NEW DELHI - Hundreds of protesters took to the streets of New Delhi Saturday after a 19-year-old student from India’s remote northeast was beaten to death in an apparent hate crime.
Nido Taniam was allegedly thrashed by a group of five men with rods and sticks at a busy shopping area in the capital on Wednesday when he objected to their remarks ridiculing his hair, which he had coloured blonde, local media reports said.
Taniam, the son of a state legislator, was found dead a day later, triggering fury among rights activists, students and migrants from the young student’s home state of Arunachal Pradesh.

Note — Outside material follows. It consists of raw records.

use crate::city::grid_capacity;
use anyhow::{Context, Result, bail};
use serde::{Deserialize, Serialize};
use std::{fmt::Debug, fs, ops::RangeBounds, path::Path};

/// Simulation configuration parameters.
///
/// Loaded from a TOML file and validated before use.
/// See [`Config::from_file`] for loading.
#[derive(Debug, PartialEq, Clone, Serialize, Deserialize)]
pub struct Config {
    pub city: CityConfig,
    pub init: InitConfig,
    pub driver: DriverConfig,
    pub output: OutputConfig,
}

/// Field size and house counts of the generated city.
#[derive(Debug, PartialEq, Clone, Serialize, Deserialize)]
pub struct CityConfig {
    pub field_width: i32,
    pub field_height: i32,
    /// Number of houses, markets included.
    pub n_houses: usize,
    pub n_markets: usize,
}

/// Initial population.
#[derive(Debug, PartialEq, Clone, Serialize, Deserialize)]
pub struct InitConfig {
    pub n_people: usize,
    /// Number of people that start sick.
    pub n_sick: usize,
    /// Seed for the random number generator (drawn from the OS if absent).
    pub seed: Option<u64>,
}

#[derive(Debug, PartialEq, Clone, Serialize, Deserialize)]
pub struct DriverConfig {
    /// Probability per tick that a walking person is sent home.
    pub prob_go_home: f64,
}

#[derive(Debug, PartialEq, Clone, Serialize, Deserialize)]
pub struct OutputConfig {
    /// Number of ticks between saved records.
    pub ticks_per_save: usize,
    /// Number of records written per trajectory file.
    pub saves_per_file: usize,
    /// Store every person in each record, not only the census.
    #[serde(default)]
    pub save_people: bool,
}

impl Config {
    /// Load a [`Config`] from a TOML file.
    ///
    /// # Errors
    /// Returns an error if the file cannot be read, deserialized,
    /// or if the configuration values are invalid.
    pub fn from_file<P: AsRef<Path>>(file: P) -> Result<Self> {
        let file = file.as_ref();
        let contents =
            fs::read_to_string(file).with_context(|| format!("failed to read {file:?}"))?;
        Self::from_toml(&contents)
    }

    pub fn from_toml(contents: &str) -> Result<Self> {
        let config: Config = toml::from_str(contents).context("failed to deserialize config")?;

        config.validate().context("failed to validate config")?;

        Ok(config)
    }

    fn validate(&self) -> Result<()> {
        let city = &self.city;
        check_num(city.field_width, 100..=100_000).context("invalid field width")?;
        check_num(city.field_height, 100..=100_000).context("invalid field height")?;
        let capacity = grid_capacity(city.field_width, city.field_height);
        check_num(city.n_houses, 1..=capacity).context("invalid number of houses")?;
        check_num(city.n_markets, 0..city.n_houses).context("invalid number of markets")?;

        check_num(self.init.n_people, 1..1_000_000).context("invalid number of people")?;
        check_num(self.init.n_sick, 0..=self.init.n_people)
            .context("invalid initial number of sick people")?;

        check_num(self.driver.prob_go_home, 0.0..=1.0)
            .context("invalid probability of going home")?;

        check_num(self.output.ticks_per_save, 1..100_000)
            .context("invalid number of ticks per save")?;
        check_num(self.output.saves_per_file, 1..100_000)
            .context("invalid number of saves per file")?;

        Ok(())
    }
}

#[cfg(test)]
pub(crate) const EXAMPLE_CONFIG: &str = r#"
[city]
field_width = 1000
field_height = 500
n_houses = 40
n_markets = 4

[init]
n_people = 200
n_sick = 5
seed = 42

[driver]
prob_go_home = 0.02

[output]
ticks_per_save = 10
saves_per_file = 20
"#;

fn check_num<T, R>(num: T, range: R) -> Result<()>
where
    T: PartialOrd + Debug,
    R: RangeBounds<T> + Debug,
{
    if !range.contains(&num) {
        bail!("number must be in the range {range:?}, but is {num:?}");
    }
    Ok(())
}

People from the isolated northeastern state routinely complain of racial profiling and discrimination based on their facial features, which appear more Asiatic than Indian. Angry protesters carrying placards and banners gathered at the same marketplace Saturday to demand a proper probe into Taniam’s death and highlight their “routine racial profiling”.
“We are not animals. Please respect our feelings. We respect yours,” Sabaduni, general secretary of Arunachal Pradesh student union, told reporters.
Taniam, whose father is a Congress lawmaker in the Arunachal Pradesh state legislature, was studying in Jalandhar in neighbouring Punjab state and had travelled to Delhi for a holiday.
His friends say that while at the market he stopped at a confectionery shop for directions, where he was taunted over his hair colour by the men, who then attacked him with sticks and iron rods.
He was taken away by the police but was reportedly dropped at the same place where he was first attacked. Friends allege Taniam was beaten for a second time by the same group of people, leading to severe internal injuries.
The story was front-page news in leading newspapers with The Times of India condemning the “racial assault” while the Indian Express listed several recent cases of attacks on people from the northeast.
Another student leader Longjam Tony Singh said racial discrimination against people from northeast was widely prevalent in the rest of the country.
“India’s attitude to the peripheral societies of the northeast can never be negotiated unless there is a certain amount of understanding about our culture and our roots,” he said.
Arunachal Pradesh is one of India’s eight northeastern states, which are connected to the rest of the country by a sliver of land that arches over the northern top of Bangladesh.
The state is isolated from the rest of India not only geographically, but also ethnically and linguistically.